* WHAT NEEDS TO BE DONE
Only part of the listing is needed, namely the lines from its start through the line with "use crate::error::codes;", and they should be retyped exactly.

* EXERCISE MATERIAL
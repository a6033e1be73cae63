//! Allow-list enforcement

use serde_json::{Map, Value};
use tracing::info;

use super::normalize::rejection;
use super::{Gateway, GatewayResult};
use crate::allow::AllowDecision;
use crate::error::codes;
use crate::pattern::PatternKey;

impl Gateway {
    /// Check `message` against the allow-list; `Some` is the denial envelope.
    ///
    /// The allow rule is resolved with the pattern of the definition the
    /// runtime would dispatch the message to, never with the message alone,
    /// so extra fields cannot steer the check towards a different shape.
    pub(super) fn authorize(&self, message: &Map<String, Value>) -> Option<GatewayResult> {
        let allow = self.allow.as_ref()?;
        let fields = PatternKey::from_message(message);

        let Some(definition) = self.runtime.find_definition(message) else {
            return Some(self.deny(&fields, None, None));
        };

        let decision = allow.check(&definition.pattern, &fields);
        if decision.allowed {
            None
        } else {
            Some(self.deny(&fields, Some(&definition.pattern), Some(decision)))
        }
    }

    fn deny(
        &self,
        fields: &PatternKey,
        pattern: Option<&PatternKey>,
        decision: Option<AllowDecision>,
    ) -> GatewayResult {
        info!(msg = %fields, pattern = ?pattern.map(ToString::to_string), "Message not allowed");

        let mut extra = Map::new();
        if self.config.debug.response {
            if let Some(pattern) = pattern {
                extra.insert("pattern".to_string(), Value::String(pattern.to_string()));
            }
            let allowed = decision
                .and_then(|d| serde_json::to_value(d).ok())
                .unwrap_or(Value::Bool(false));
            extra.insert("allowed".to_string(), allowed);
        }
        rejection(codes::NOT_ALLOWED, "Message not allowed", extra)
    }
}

* RESPONSE BOX
repository a6033e1be73cae63
//! Allow-list enforcement

use serde_json::{Map, Value};
use tracing::info;

use super::normalize::rejection;
use super::{Gateway, GatewayResult};
use crate::allow::AllowDecision;
use crate::error::codes;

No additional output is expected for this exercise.